Civic Dynamics

Davenport Campbell, Donovan Hill and Powell Dods Thorpe have delivered Brisbane one of Australia’s few notable office buildings of the 1990s. Designed for government use, the Neville Bonner Building offers imaginative reactions to a complex array of modern urban pressures.

This is an article from the Architecture Australia archives and may use outdated formatting


The urban identity of Brisbane is closely bound to the relationship between the city and its river, which provides continuity to the disparate public spaces and buildings along its banks. Historically, the river provided a unifying setting for the government and legal precinct that now extends from Parliament House along William Street to the Commonwealth Law Courts on North Quay. The relationship between the State Government buildings and the river was once functional, as in the location of the first Government Stores, and later ceremonial, as government facilities took pride of place along the high bank that formed the spine of the peninsula of the city centre.

This crucial visual and physical relationship was severed by construction of the Riverside Expressway. The land beside and under the expressway was effectively blighted and removed from the life of the city; an excision reinforced by government clearing of sites kept vacant for future development.

The Neville Bonner Building is the first major government building to be constructed on this difficult remnant. It provides 25,000 sq metres of office space and occupies a challenging territory bounded by the expressway and the off-ramp to Margaret Street. The site straddles a cross fall of nine metres from William Street above to Queens Wharf road below. Expansive views to the river and the D’Aguilar range are compromised by the heat and glare of the western sun and the visual intrusion of the expressway, together with the noise and fumes of its traffic.

Partly because of the difficulties of the site and the lack of a clear urban structure for the precinct, the government selected a design through a limited competition. The winning scheme, submitted by Davenport Campbell with Donovan Hill and Powell Dods Thorpe, had the virtues of simplicity, clarity of organization and a strong relationship between the public and private realms. It also responded thoughtfully to dilemmas surrounding the expression and representation of government in contemporary society.

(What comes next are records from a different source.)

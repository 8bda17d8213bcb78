//! Match table access for StatsFut: the `MatchStore` seam, its Postgres
//! implementation and an in-memory implementation.

use std::collections::HashMap;

use async_trait::async_trait;
use chrono::{DateTime, Duration, Utc};
use sqlx::postgres::{PgPool, PgPoolOptions};
use sqlx::Row;
use statsfut_core::{is_active, FixtureKey, MatchRecord, MatchStatus};
use thiserror::Error;
use tokio::sync::Mutex;
use tracing::{debug, info_span, Instrument};

pub const CRATE_NAME: &str = "statsfut-storage";

pub const DEFAULT_MATCH_TABLE: &str = "matches_match";

#[derive(Debug, Error)]
pub enum StoreError {
    #[error("database error: {0}")]
    Database(#[from] sqlx::Error),
    #[error("migration failed: {0}")]
    Migrate(#[from] sqlx::migrate::MigrateError),
    #[error("invalid table name {0:?}")]
    InvalidTableName(String),
}

#[async_trait]
pub trait MatchStore: Send + Sync {
    /// Every record whose (home, away, date) key is shared with at least one
    /// other record.
    async fn duplicate_candidates(&self) -> Result<Vec<MatchRecord>, StoreError>;

    /// Deletes the given ids and returns how many rows went away.
    async fn delete_matches(&self, ids: &[i64]) -> Result<u64, StoreError>;

    /// Whether any fixture is in play, or scheduled to kick off before
    /// `now + upcoming_buffer`.
    async fn has_active_matches(
        &self,
        now: DateTime<Utc>,
        upcoming_buffer: Duration,
    ) -> Result<bool, StoreError>;
}

#[derive(Debug, Clone)]
pub struct PgMatchStore {
    pool: PgPool,
    table: String,
}

impl PgMatchStore {
    pub fn new(pool: PgPool, table: impl Into<String>) -> Result<Self, StoreError> {
        let table = table.into();
        if !is_plain_identifier(&table) {
            return Err(StoreError::InvalidTableName(table));
        }
        Ok(Self { pool, table })
    }

    pub async fn connect(database_url: &str, table: impl Into<String>) -> Result<Self, StoreError> {
        let pool = PgPoolOptions::new()
            .max_connections(2)
            .connect(database_url)
            .await?;
        Self::new(pool, table)
    }

    pub fn pool(&self) -> &PgPool {
        &self.pool
    }

    pub fn table(&self) -> &str {
        &self.table
    }

    /// Applies the bundled schema. Only needed when the table is not already
    /// managed by the web application.
    pub async fn migrate(&self) -> Result<(), StoreError> {
        sqlx::migrate!("../../migrations").run(&self.pool).await?;
        Ok(())
    }
}

fn is_plain_identifier(name: &str) -> bool {
    let mut chars = name.chars();
    match chars.next() {
        Some(c) if c.is_ascii_alphabetic() || c == '_' => {}
        _ => return false,
    }
    chars.all(|c| c.is_ascii_alphanumeric() || c == '_')
}

#[async_trait]
impl MatchStore for PgMatchStore {
    async fn duplicate_candidates(&self) -> Result<Vec<MatchRecord>, StoreError> {
        let sql = format!(
            r#"
            SELECT id, home_team, away_team, date, status, api_id
              FROM (
                SELECT id::bigint AS id,
                       home_team,
                       away_team,
                       date,
                       status,
                       api_id::text AS api_id,
                       COUNT(*) OVER (PARTITION BY home_team, away_team, date) AS group_size
                  FROM {table}
              ) AS grouped
             WHERE group_size > 1
             ORDER BY home_team, away_team, date, id
            "#,
            table = self.table
        );
        let rows = sqlx::query(&sql)
            .fetch_all(&self.pool)
            .instrument(info_span!("duplicate_candidates", table = %self.table))
            .await?;

        let mut out = Vec::with_capacity(rows.len());
        for row in rows {
            let status: String = row.try_get("status")?;
            out.push(MatchRecord {
                id: row.try_get("id")?,
                home_team: row.try_get("home_team")?,
                away_team: row.try_get("away_team")?,
                date: row.try_get("date")?,
                status: MatchStatus::from(status),
                api_id: row.try_get("api_id")?,
            });
        }
        debug!(rows = out.len(), "loaded duplicate candidates");
        Ok(out)
    }

    async fn delete_matches(&self, ids: &[i64]) -> Result<u64, StoreError> {
        if ids.is_empty() {
            return Ok(0);
        }
        let sql = format!("DELETE FROM {} WHERE id = ANY($1)", self.table);
        let result = sqlx::query(&sql).bind(ids).execute(&self.pool).await?;
        Ok(result.rows_affected())
    }

    async fn has_active_matches(
        &self,
        now: DateTime<Utc>,
        upcoming_buffer: Duration,
    ) -> Result<bool, StoreError> {
        let sql = format!(
            r#"
            SELECT EXISTS (
                SELECT 1
                  FROM {table}
                 WHERE status = ANY($1)
                    OR (status = $2 AND date <= $3)
            ) AS active
            "#,
            table = self.table
        );
        let in_play = MatchStatus::IN_PLAY
            .iter()
            .map(|s| s.as_str().to_string())
            .collect::<Vec<_>>();
        let row = sqlx::query(&sql)
            .bind(in_play)
            .bind(MatchStatus::Scheduled.as_str())
            .bind(
                now.checked_add_signed(upcoming_buffer)
                    .unwrap_or(DateTime::<Utc>::MAX_UTC),
            )
            .fetch_one(&self.pool)
            .await?;
        Ok(row.try_get("active")?)
    }
}

/// Keeps match rows in a vector. Used in tests.
#[derive(Debug, Default)]
pub struct MemoryMatchStore {
    records: Mutex<Vec<MatchRecord>>,
}

impl MemoryMatchStore {
    pub fn new(records: Vec<MatchRecord>) -> Self {
        Self {
            records: Mutex::new(records),
        }
    }

    pub async fn insert(&self, record: MatchRecord) {
        self.records.lock().await.push(record);
    }

    pub async fn records(&self) -> Vec<MatchRecord> {
        let mut records = self.records.lock().await.clone();
        records.sort_by_key(|r| r.id);
        records
    }
}

#[async_trait]
impl MatchStore for MemoryMatchStore {
    async fn duplicate_candidates(&self) -> Result<Vec<MatchRecord>, StoreError> {
        let records = self.records.lock().await;
        let mut sizes: HashMap<FixtureKey, usize> = HashMap::new();
        for record in records.iter() {
            *sizes.entry(record.fixture_key()).or_default() += 1;
        }
        let mut out = records
            .iter()
            .filter(|r| sizes.get(&r.fixture_key()).copied().unwrap_or(0) > 1)
            .cloned()
            .collect::<Vec<_>>();
        out.sort_by(|a, b| a.fixture_key().cmp(&b.fixture_key()).then(a.id.cmp(&b.id)));
        Ok(out)
    }

    async fn delete_matches(&self, ids: &[i64]) -> Result<u64, StoreError> {
        let mut records = self.records.lock().await;
        let before = records.len();
        records.retain(|r| !ids.contains(&r.id));
        Ok((before - records.len()) as u64)
    }

    async fn has_active_matches(
        &self,
        now: DateTime<Utc>,
        upcoming_buffer: Duration,
    ) -> Result<bool, StoreError> {
        let records = self.records.lock().await;
        Ok(records.iter().any(|r| is_active(r, now, upcoming_buffer)))
    }
}

#[cfg(test)]
mod tests {
    use super::*;
    use chrono::TimeZone;

    fn at(hour: u32) -> DateTime<Utc> {
        Utc.with_ymd_and_hms(2026, 8, 2, hour, 0, 0).single().unwrap()
    }

    fn mk(id: i64, home: &str, away: &str, hour: u32, status: MatchStatus) -> MatchRecord {
        MatchRecord {
            id,
            home_team: home.into(),
            away_team: away.into(),
            date: at(hour),
            status,
            api_id: None,
        }
    }

    #[test]
    fn table_names_must_be_plain_identifiers() {
        assert!(is_plain_identifier("matches_match"));
        assert!(is_plain_identifier("_tmp2"));
        assert!(!is_plain_identifier("2matches"));
        assert!(!is_plain_identifier("matches; DROP TABLE x"));
        assert!(!is_plain_identifier(""));
    }

    #[tokio::test]
    async fn memory_store_returns_only_shared_keys() {
        let store = MemoryMatchStore::new(vec![
            mk(1, "Flamengo", "Vasco", 18, MatchStatus::Scheduled),
            mk(2, "Flamengo", "Vasco", 18, MatchStatus::Finished),
            mk(3, "Flamengo", "Vasco", 20, MatchStatus::Scheduled),
            mk(4, "Vasco", "Flamengo", 18, MatchStatus::Scheduled),
        ]);
        let ids = store
            .duplicate_candidates()
            .await
            .unwrap()
            .into_iter()
            .map(|r| r.id)
            .collect::<Vec<_>>();
        assert_eq!(ids, vec![1, 2]);
    }

    #[tokio::test]
    async fn memory_store_delete_reports_removed_rows() {
        let store = MemoryMatchStore::new(vec![
            mk(1, "Bahia", "Vitoria", 18, MatchStatus::Scheduled),
            mk(2, "Bahia", "Vitoria", 18, MatchStatus::Scheduled),
        ]);
        assert_eq!(store.delete_matches(&[2, 99]).await.unwrap(), 1);
        assert_eq!(store.records().await.len(), 1);
    }

    #[tokio::test]
    async fn memory_store_activity_follows_core_predicate() {
        let store = MemoryMatchStore::new(vec![mk(1, "Gremio", "Inter", 20, MatchStatus::Scheduled)]);
        assert!(!store.has_active_matches(at(18), Duration::minutes(30)).await.unwrap());
        assert!(store
            .has_active_matches(at(19) + Duration::minutes(30), Duration::minutes(30))
            .await
            .unwrap());

        store.insert(mk(2, "Ceara", "Fortaleza", 23, MatchStatus::HalfTime)).await;
        assert!(store.has_active_matches(at(18), Duration::minutes(30)).await.unwrap());
    }
}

As the business of government has come to be modelled extensively on business practice, what are the expectations and responsibilities of the architecture of government buildings today? How should the public role and relevance of government be expressed, if at all? Public amenity and civic pride are no longer overriding concerns when projects are governed by political realism and economic rationalism. Budgets for government buildings are driven by commercial benchmarks, and construction contracts are structured to minimise risk rather than to maximise quality. In many ways the clerical, administrative and bureaucratic functions to be housed are similar to those of private corporations, so why and how should government offices differ from the standards that meet commercial needs? The design of the Neville Bonner Building addresses these issues clearly and imaginatively. It asserts itself as a significant public building through the organization of public and private space, the articulation of its surface, scale and form and the orchestration of arrival and entry. Seen from across the river, its horizontal form and layered elevation relate well to the arcaded facades of nearby historical buildings and complement more recent neighbours through material, texture and colour.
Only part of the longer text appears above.